Background

Myelodysplastic syndrome (MDS) is a malignant hematopoietic disease. Typical clinical features of MDS include ineffective hematopoiesis, which is caused by excessive premature apoptosis of hematopoietic precursors at disease onset [1]. The most frequently encountered type of cytopenia is anemia, which is present in approximately 70% of patients at the time of MDS diagnosis [2]. Anemia is also responsible for most symptoms of MDS. Anemia at the time of MDS diagnosis is an important prognostic factor according to the Revised International Prognostic Scoring System, which is the major risk classification system for MDS [3]. Transfusion is performed as supportive therapy to manage anemia, which leads to transfusion dependency in >80% of patients during the clinical course of MDS [4]. Transfusion dependency during the clinical course is an important independent prognostic factor. Transfusion-related iron overload is a critical condition predisposing to cardiac complications, increased fatigue, and decreased quality of life [3].

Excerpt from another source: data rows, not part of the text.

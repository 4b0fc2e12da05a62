//! Route definitions for the `/transactions` resource.

use axum::routing::get;
use axum::Router;

use crate::handlers::transactions;
use crate::state::AppState;

/// Routes mounted at `/transactions`.
///
/// ```text
/// GET / -> list_transactions (filters + cursor pagination)
/// ```
pub fn router() -> Router<AppState> {
    Router::new().route("/", get(transactions::list_transactions))
}
//! Shared query parameter types for API handlers.

use centime_core::types::Timestamp;
use serde::Deserialize;

/// Query parameters for price resolution and quoting.
#[derive(Debug, Deserialize)]
pub struct PriceLookupParams {
    pub provider: String,
    pub model: String,
    pub currency: String,
    /// Instant to price at; defaults to now.
    pub at: Option<Timestamp>,
    /// Token usage for quotes (ignored by plain resolution).
    pub tokens_in: Option<i64>,
    pub tokens_out: Option<i64>,
}
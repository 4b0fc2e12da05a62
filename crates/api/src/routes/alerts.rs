//! Route definitions for the `/admin/alerts` resource.

use axum::routing::{get, post};
use axum::Router;

use crate::handlers::alerts;
use crate::state::AppState;

/// Routes mounted at `/admin/alerts`.
///
/// ```text
/// GET  /          -> list_alerts
/// POST /{id}/ack  -> acknowledge_alert
/// ```
pub fn router() -> Router<AppState> {
    Router::new()
        .route("/", get(alerts::list_alerts))
        .route("/{id}/ack", post(alerts::acknowledge_alert))
}
//! Pricing entry entity model and DTOs.

use centime_core::pricing::UnitPrice;
use centime_core::types::{DbId, Timestamp};
use serde::{Deserialize, Serialize};
use sqlx::FromRow;

/// A row from the `pricing_entries` table.
#[derive(Debug, Clone, FromRow, Serialize)]
pub struct PricingEntry {
    pub id: DbId,
    pub provider: String,
    pub model: String,
    pub currency: String,
    pub input_per_1k_cents: i64,
    pub output_per_1k_cents: i64,
    pub effective_from: Timestamp,
    /// `None` = open-ended window.
    pub effective_to: Option<Timestamp>,
    pub created_at: Timestamp,
    pub updated_at: Timestamp,
}

impl PricingEntry {
    /// The per-1K price pair used for cost computation.
    pub fn unit_price(&self) -> UnitPrice {
        UnitPrice {
            input_per_1k_cents: self.input_per_1k_cents,
            output_per_1k_cents: self.output_per_1k_cents,
        }
    }
}

/// DTO for creating a pricing entry.
#[derive(Debug, Clone, Deserialize)]
pub struct CreatePricingEntry {
    pub provider: String,
    pub model: String,
    pub currency: String,
    pub input_per_1k_cents: i64,
    pub output_per_1k_cents: i64,
    /// Defaults to now when omitted.
    pub effective_from: Option<Timestamp>,
    pub effective_to: Option<Timestamp>,
}

/// DTO for updating a pricing entry. Only non-`None` fields are applied.
///
/// Window fields re-run the overlap check against all other entries for
/// the same tuple before the update is applied.
#[derive(Debug, Clone, Deserialize)]
pub struct UpdatePricingEntry {
    pub input_per_1k_cents: Option<i64>,
    pub output_per_1k_cents: Option<i64>,
    pub effective_from: Option<Timestamp>,
    pub effective_to: Option<Timestamp>,
}
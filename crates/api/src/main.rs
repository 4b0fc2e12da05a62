use std::net::SocketAddr;
use std::sync::Arc;
use std::time::Duration;

use axum::http::header::{AUTHORIZATION, CONTENT_TYPE};
use axum::http::{HeaderName, Method, StatusCode};
use axum::Router;
use tower_http::catch_panic::CatchPanicLayer;
use tower_http::cors::CorsLayer;
use tower_http::request_id::{MakeRequestUuid, PropagateRequestIdLayer, SetRequestIdLayer};
use tower_http::timeout::TimeoutLayer;
use tower_http::trace::{DefaultMakeSpan, DefaultOnResponse, TraceLayer};
use tracing::Level;
use tracing_subscriber::{layer::SubscriberExt, util::SubscriberInitExt};

use centime_api::config::ServerConfig;
use centime_api::{routes, state};

use state::AppState;

#[tokio::main]
async fn main() {
    dotenvy::dotenv().ok();

    // --- Tracing ---
    tracing_subscriber::registry()
        .with(
            tracing_subscriber::EnvFilter::try_from_default_env()
                .unwrap_or_else(|_| "centime_api=debug,tower_http=debug".into()),
        )
        .with(tracing_subscriber::fmt::layer())
        .init();

    // --- Configuration ---
    let config = ServerConfig::from_env();
    tracing::info!(host = %config.host, port = %config.port, "Loaded server configuration");

    // --- Database ---
    let database_url = std::env::var("DATABASE_URL").expect("DATABASE_URL must be set");

    let pool = centime_db::create_pool(&database_url)
        .await
        .expect("Failed to connect to database");
    tracing::info!("Database connection pool created");

    centime_db::health_check(&pool)
        .await
        .expect("Database health check failed");
    tracing::info!("Database health check passed");

    centime_db::run_migrations(&pool)
        .await
        .expect("Failed to run database migrations");
    tracing::info!("Database migrations applied");

    // --- CORS ---
    let cors = build_cors_layer(&config);

    // --- App state ---
    let state = AppState {
        pool,
        config: Arc::new(config.clone()),
    };

    // --- Request ID header name ---
    let request_id_header = HeaderName::from_static("x-request-id");

    // --- Router ---
    let app = Router::new()
        // Health check at root level (not under /api/v1).
        .merge(routes::health::router())
        // API v1 routes.
        .nest("/api/v1", routes::api_routes())
        // -- Middleware stack (applied bottom-up) --
        // Panic recovery: catch panics and return 500 JSON.
        .layer(CatchPanicLayer::new())
        // Request timeout.
        .layer(TimeoutLayer::with_status_code(
            StatusCode::REQUEST_TIMEOUT,
            Duration::from_secs(config.request_timeout_secs),
        ))
        // Propagate request ID to response.
        .layer(PropagateRequestIdLayer::new(request_id_header.clone()))
        // Structured request/response tracing.
        .layer(
            TraceLayer::new_for_http()
                .make_span_with(DefaultMakeSpan::new().level(Level::INFO))
                .on_response(DefaultOnResponse::new().level(Level::INFO)),
        )
        // Set request ID on incoming requests.
        .layer(SetRequestIdLayer::new(request_id_header, MakeRequestUuid))
        // CORS.
        .layer(cors)
        // Shared state.
        .with_state(state);

    // --- Start server ---
    let addr = SocketAddr::new(
        config.host.parse().expect("Invalid HOST address"),
        config.port,
    );
    tracing::info!(%addr, "Starting server");

    let listener = tokio::net::TcpListener::bind(addr)
        .await
        .expect("Failed to bind to address");

    axum::serve(listener, app)
        .with_graceful_shutdown(shutdown_signal())
        .await
        .expect("Server error");

    tracing::info!("Graceful shutdown complete");
}

/// Wait for a termination signal to initiate graceful shutdown.
///
/// Handles both SIGINT (Ctrl-C) and SIGTERM (on Unix) so the server
/// shuts down cleanly whether stopped interactively or by a process
/// manager (e.g. systemd, Docker, Kubernetes).
async fn shutdown_signal() {
    let ctrl_c = async {
        tokio::signal::ctrl_c()
            .await
            .expect("Failed to install Ctrl-C handler");
    };

    #[cfg(unix)]
    let terminate = async {
        tokio::signal::unix::signal(tokio::signal::unix::SignalKind::terminate())
            .expect("Failed to install SIGTERM handler")
            .recv()
            .await;
    };

    #[cfg(not(unix))]
    let terminate = std::future::pending::<()>();

    tokio::select! {
        () = ctrl_c => {
            tracing::info!("Received SIGINT (Ctrl-C), starting graceful shutdown");
        }
        () = terminate => {
            tracing::info!("Received SIGTERM, starting graceful shutdown");
        }
    }
}

/// Build the CORS middleware layer from server configuration.
///
/// Panics at startup if any configured origin is invalid, which is the
/// desired behaviour -- we want misconfiguration to fail fast.
fn build_cors_layer(config: &ServerConfig) -> CorsLayer {
    let origins: Vec<_> = config
        .cors_origins
        .iter()
        .map(|o| {
            o.parse()
                .unwrap_or_else(|e| panic!("Invalid CORS origin '{o}': {e}"))
        })
        .collect();

    CorsLayer::new()
        .allow_origin(origins)
        .allow_methods([
            Method::GET,
            Method::POST,
            Method::PUT,
            Method::DELETE,
            Method::PATCH,
        ])
        .allow_headers([CONTENT_TYPE, AUTHORIZATION])
        .allow_credentials(true)
        .max_age(Duration::from_secs(3600))
}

In clinical practice, erythropoiesis-stimulating agents (ESAs) are widely used to treat anemia in patients with low-risk MDS to reduce the risk of red blood cell transfusion [5]. The use of an ESA rather than transfusion improves the overall survival of patients with MDS [6,7,8], and patients with MDS who receive ESA therapy reportedly have longer survival times than those who do not receive ESAs [9, 10]. Darbepoetin α (DPO) is an ESA that reportedly improves the response rate of patients with MDS more than epoetin α and β [11,12,13]. In Japan, the use of DPO in patients with MDS has been covered by medical insurance since December 2014. Of the major responders to DPO, 10 to 50% experience a loss of response to DPO within 12 months [7, 14,15,16,17].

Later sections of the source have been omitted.